The “lower town”, the Baixa (pronounced Bye-sha), is at the heart of Lisbon. It was the product of a single phase of building, carried out in less than a decade by the dictatorial minister, the Marquês de Pombal, in the wake of the earthquake that destroyed much of Lisbon in 1755. At the southern, waterfront end of the Baixa, the Praça do Comércio was the climax to Pombal’s design, surrounded by classical buildings and centred on an exuberant bronze of Dom José – the reigning monarch during the earthquake and the capital’s rebuilding. The metro station is named Terreiro do Paço, after the royal palace (paço) that once stood on this spot – the original steps still lead up from the river. Ironically, Portugal’s royals came to a sticky end in the square; in 1908, alongside what was then the Central Post Office, King Carlos I and his eldest son were shot and killed, clearing the way for the declaration of the Republic two years later. Nowadays the square is one of the city’s main venues for New Year’s Eve festivities.
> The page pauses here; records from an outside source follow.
//! JSON command scripts replayed against a ledger.
//!
//! A script is a JSON array of commands, each tagged by `"cmd"`:
//!
//! ```json
//! [
//!   {"cmd": "add", "caller": "0xad..", "name": "Alice", "payout_address": "0x01.."},
//!   {"cmd": "advance", "caller": "0xad..", "phase": "found_candidates"},
//!   {"cmd": "fund", "caller": "0xf0..", "index": 0, "amount": "2e"},
//!   {"cmd": "sleep", "secs": 3600},
//!   {"cmd": "winner"}
//! ]
//! ```
//!
//! Time only moves on `sleep`. Payouts go to an in-memory ledger of
//! recipient balances. A rejected command is reported and the replay
//! carries on with the next one, leaving the election untouched.

use std::path::Path;
use std::sync::Arc;

use anyhow::Context;
use election_ledger::{ElectionLedger, LedgerError, Role};
use election_nullables::{NullClock, NullPayout};
use election_types::{Amount, Phase, Principal, TypesError};
use serde::Deserialize;
use serde_json::{json, Value};

#[derive(Clone, Debug, PartialEq, Eq, Deserialize)]
#[serde(tag = "cmd", rename_all = "snake_case")]
pub enum ScriptCommand {
    Advance {
        caller: Principal,
        phase: Phase,
    },
    Add {
        caller: Principal,
        name: String,
        #[serde(default)]
        description: String,
        payout_address: Principal,
    },
    Update {
        caller: Principal,
        index: usize,
        name: String,
        #[serde(default)]
        description: String,
        payout_address: Principal,
    },
    Delete {
        caller: Principal,
        index: usize,
    },
    /// `amount` accepts `"1500"`, `"1500wei"`, `"2e"` or `"1.5ether"`.
    Fund {
        caller: Principal,
        index: usize,
        amount: String,
    },
    Withdraw {
        caller: Principal,
        index: usize,
    },
    Vote {
        caller: Principal,
        index: usize,
    },
    Grant {
        caller: Principal,
        role: Role,
        principal: Principal,
    },
    Revoke {
        caller: Principal,
        role: Role,
        principal: Principal,
    },
    /// Make `principal` refuse every later payout.
    RefusePayments {
        principal: Principal,
    },
    Sleep {
        secs: u64,
    },
    Status,
    Candidates,
    Winner,
}

impl ScriptCommand {
    pub fn name(&self) -> &'static str {
        match self {
            Self::Advance { .. } => "advance",
            Self::Add { .. } => "add",
            Self::Update { .. } => "update",
            Self::Delete { .. } => "delete",
            Self::Fund { .. } => "fund",
            Self::Withdraw { .. } => "withdraw",
            Self::Vote { .. } => "vote",
            Self::Grant { .. } => "grant",
            Self::Revoke { .. } => "revoke",
            Self::RefusePayments { .. } => "refuse_payments",
            Self::Sleep { .. } => "sleep",
            Self::Status => "status",
            Self::Candidates => "candidates",
            Self::Winner => "winner",
        }
    }
}

#[derive(Debug, thiserror::Error)]
enum StepError {
    #[error(transparent)]
    Ledger(#[from] LedgerError),
    #[error(transparent)]
    Amount(#[from] TypesError),
}

pub fn parse_script(json: &str) -> Result<Vec<ScriptCommand>, serde_json::Error> {
    serde_json::from_str(json)
}

pub fn load_script(path: &Path) -> anyhow::Result<Vec<ScriptCommand>> {
    let content = std::fs::read_to_string(path)
        .with_context(|| format!("cannot read script {}", path.display()))?;
    parse_script(&content).with_context(|| format!("invalid script {}", path.display()))
}

/// Drives one ledger through script commands with a controllable clock.
pub struct ScriptRunner {
    ledger: ElectionLedger,
    clock: Arc<NullClock>,
    payouts: NullPayout,
}

impl ScriptRunner {
    /// `clock` must be the clock `ledger` was built or loaded with.
    pub fn new(ledger: ElectionLedger, clock: Arc<NullClock>) -> Self {
        Self {
            ledger,
            clock,
            payouts: NullPayout::new(),
        }
    }

    pub fn ledger(&self) -> &ElectionLedger {
        &self.ledger
    }

    pub fn payouts(&self) -> &NullPayout {
        &self.payouts
    }

    pub fn into_ledger(self) -> ElectionLedger {
        self.ledger
    }

    /// Replay `script`, returning one JSON record per emitted event,
    /// rejection or query result, in order.
    pub fn run(&mut self, script: &[ScriptCommand]) -> Result<Vec<Value>, serde_json::Error> {
        let mut report = Vec::new();
        for (step, command) in script.iter().enumerate() {
            let seen = self.ledger.events().len();
            let outcome = self.execute(command);
            for event in &self.ledger.events()[seen..] {
                report.push(serde_json::to_value(event)?);
            }
            match outcome {
                Ok(Some(value)) => report.push(value),
                Ok(None) => {}
                Err(e) => {
                    tracing::warn!(step, command = command.name(), error = %e, "command rejected");
                    report.push(json!({
                        "event": "rejected",
                        "step": step,
                        "command": command.name(),
                        "error": e.to_string(),
                    }));
                }
            }
        }
        Ok(report)
    }

    fn execute(&mut self, command: &ScriptCommand) -> Result<Option<Value>, StepError> {
        let ledger = &mut self.ledger;
        match command {
            ScriptCommand::Advance { caller, phase } => {
                ledger.advance_phase(caller, *phase)?;
            }
            ScriptCommand::Add {
                caller,
                name,
                description,
                payout_address,
            } => {
                ledger.add_candidate(caller, name, description, *payout_address)?;
            }
            ScriptCommand::Update {
                caller,
                index,
                name,
                description,
                payout_address,
            } => {
                ledger.update_candidate(caller, *index, name, description, *payout_address)?;
            }
            ScriptCommand::Delete { caller, index } => {
                ledger.delete_candidate(caller, *index)?;
            }
            ScriptCommand::Fund {
                caller,
                index,
                amount,
            } => {
                let amount: Amount = amount.parse()?;
                ledger.fund_candidate(caller, *index, amount)?;
            }
            ScriptCommand::Withdraw { caller, index } => {
                ledger.withdraw(caller, *index, &mut self.payouts)?;
            }
            ScriptCommand::Vote { caller, index } => {
                ledger.cast_vote(caller, *index)?;
            }
            ScriptCommand::Grant {
                caller,
                role,
                principal,
            } => {
                ledger.grant_role(caller, *role, *principal)?;
            }
            ScriptCommand::Revoke {
                caller,
                role,
                principal,
            } => {
                ledger.revoke_role(caller, *role, principal)?;
            }
            ScriptCommand::RefusePayments { principal } => {
                self.payouts.reject(*principal);
            }
            ScriptCommand::Sleep { secs } => {
                self.clock.advance(*secs);
                tracing::debug!(secs, "clock advanced");
            }
            ScriptCommand::Status => {
                let status = ledger.voting_status();
                return Ok(Some(json!({
                    "event": "status",
                    "phase": ledger.phase(),
                    "is_open": status.is_open,
                    "seconds_remaining": status.seconds_remaining,
                })));
            }
            ScriptCommand::Candidates => {
                let all = ledger.get_all_candidates();
                return Ok(Some(json!({
                    "event": "candidates",
                    "names": all.names,
                    "descriptions": all.descriptions,
                    "vote_counts": all.vote_counts,
                })));
            }
            ScriptCommand::Winner => {
                let winner = ledger.get_winner()?;
                return Ok(Some(json!({
                    "event": "winner",
                    "name": winner.name,
                    "description": winner.description,
                    "vote_count": winner.vote_count,
                    "payout_address": winner.payout_address,
                    "funds": winner.funds,
                })));
            }
        }
        Ok(None)
    }
}

#[cfg(test)]
mod tests {
    use super::*;
    use election_ledger::{AccessTable, UniquenessTokenIssuer};

    const ADMIN: &str = "0xadadadadadadadadadadadadadadadadadadadad";
    const FOUNDER1: &str = "0xf1f1f1f1f1f1f1f1f1f1f1f1f1f1f1f1f1f1f1f1";
    const FOUNDER2: &str = "0xf2f2f2f2f2f2f2f2f2f2f2f2f2f2f2f2f2f2f2f2";
    const ALICE: &str = "0x0101010101010101010101010101010101010101";
    const BOB: &str = "0x0202020202020202020202020202020202020202";

    fn runner() -> ScriptRunner {
        let admin: Principal = ADMIN.parse().unwrap();
        let mut access = AccessTable::with_admin(admin);
        access.grant(Role::Funder, FOUNDER1.parse().unwrap());
        access.grant(Role::Funder, FOUNDER2.parse().unwrap());
        let clock = Arc::new(NullClock::new(1_700_000_000));
        let mut ledger = ElectionLedger::new(
            Principal::repeat_byte(0x1e),
            UniquenessTokenIssuer::new(admin),
            access,
            clock.clone(),
        );
        ledger.grant_minter(&admin).unwrap();
        ScriptRunner::new(ledger, clock)
    }

    fn full_election() -> String {
        format!(
            r#"[
            {{"cmd": "add", "caller": "{ADMIN}", "name": "Alice", "description": "Experienced leader", "payout_address": "{ALICE}"}},
            {{"cmd": "add", "caller": "{ADMIN}", "name": "Bob", "description": "Innovative thinker", "payout_address": "{BOB}"}},
            {{"cmd": "advance", "caller": "{ADMIN}", "phase": "found_candidates"}},
            {{"cmd": "fund", "caller": "{FOUNDER1}", "index": 0, "amount": "2e"}},
            {{"cmd": "fund", "caller": "{FOUNDER2}", "index": 1, "amount": "1e"}},
            {{"cmd": "advance", "caller": "{ADMIN}", "phase": "vote"}},
            {{"cmd": "vote", "caller": "0x5151515151515151515151515151515151515151", "index": 0}},
            {{"cmd": "sleep", "secs": 3600}},
            {{"cmd": "vote", "caller": "0x5151515151515151515151515151515151515151", "index": 0}},
            {{"cmd": "vote", "caller": "0x5252525252525252525252525252525252525252", "index": 0}},
            {{"cmd": "vote", "caller": "0x5353535353535353535353535353535353535353", "index": 1}},
            {{"cmd": "advance", "caller": "{ADMIN}", "phase": "completed"}},
            {{"cmd": "winner"}}
        ]"#
        )
    }

    #[test]
    fn replays_full_election() {
        let mut runner = runner();
        let script = parse_script(&full_election()).unwrap();
        let report = runner.run(&script).unwrap();

        let kinds: Vec<&str> = report.iter().filter_map(|r| r["event"].as_str()).collect();
        assert_eq!(
            kinds,
            vec![
                "candidate_added",
                "candidate_added",
                "phase_changed",
                "candidate_funded",
                "candidate_funded",
                "phase_changed",
                "rejected",
                "voted",
                "voted",
                "voted",
                "phase_changed",
                "winner",
            ]
        );
        assert_eq!(report[6]["command"], "vote");
        let winner = report.last().unwrap();
        assert_eq!(winner["name"], "Alice");
        assert_eq!(winner["vote_count"], 2);
        assert_eq!(runner.ledger().phase(), Phase::Completed);
    }

    #[test]
    fn refused_payment_keeps_balance() {
        let mut runner = runner();
        let script = parse_script(&format!(
            r#"[
            {{"cmd": "add", "caller": "{ADMIN}", "name": "Alice", "payout_address": "{ALICE}"}},
            {{"cmd": "advance", "caller": "{ADMIN}", "phase": "found_candidates"}},
            {{"cmd": "fund", "caller": "{FOUNDER1}", "index": 0, "amount": "1500"}},
            {{"cmd": "refuse_payments", "principal": "{ALICE}"}},
            {{"cmd": "withdraw", "caller": "{ALICE}", "index": 0}}
        ]"#
        ))
        .unwrap();
        let report = runner.run(&script).unwrap();

        assert_eq!(report.last().unwrap()["event"], "rejected");
        assert_eq!(
            runner.ledger().get_candidate_details(0).unwrap().funds,
            Amount::new(1500)
        );
        assert!(runner.payouts().transfers().is_empty());
    }

    #[test]
    fn bad_amount_is_reported_not_fatal() {
        let mut runner = runner();
        let script = parse_script(&format!(
            r#"[
            {{"cmd": "add", "caller": "{ADMIN}", "name": "Alice", "payout_address": "{ALICE}"}},
            {{"cmd": "advance", "caller": "{ADMIN}", "phase": "found_candidates"}},
            {{"cmd": "fund", "caller": "{FOUNDER1}", "index": 0, "amount": "lots"}},
            {{"cmd": "candidates"}}
        ]"#
        ))
        .unwrap();
        let report = runner.run(&script).unwrap();
        assert_eq!(report[2]["event"], "rejected");
        assert_eq!(report[3]["names"], json!(["Alice"]));
    }

    #[test]
    fn unknown_command_fails_to_parse() {
        assert!(parse_script(r#"[{"cmd": "rig_election"}]"#).is_err());
        assert!(parse_script(r#"[{"cmd": "vote", "index": 0}]"#).is_err());
    }
}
North of Praça do Comércio, the largely pedestrianized Rua Augusta is marked by a huge arch, Arco da Rua Augusta, depicting statues of historical figures, including Pombal and Vasco da Gama. Pombal named the streets of the Baixa grid after the traditional crafts and businesses once carried out here, such as Rua da Prata (Silversmiths’ Street), Rua dos Sapateiros (Cobblers’ Street) and Rua do Comércio (Commercial Street). Although the trades have largely disappeared, tiled Art Deco shopfronts and elaborately decorated pastelarias still survive, while Rua da Conceição retains its shops selling beads and sequins.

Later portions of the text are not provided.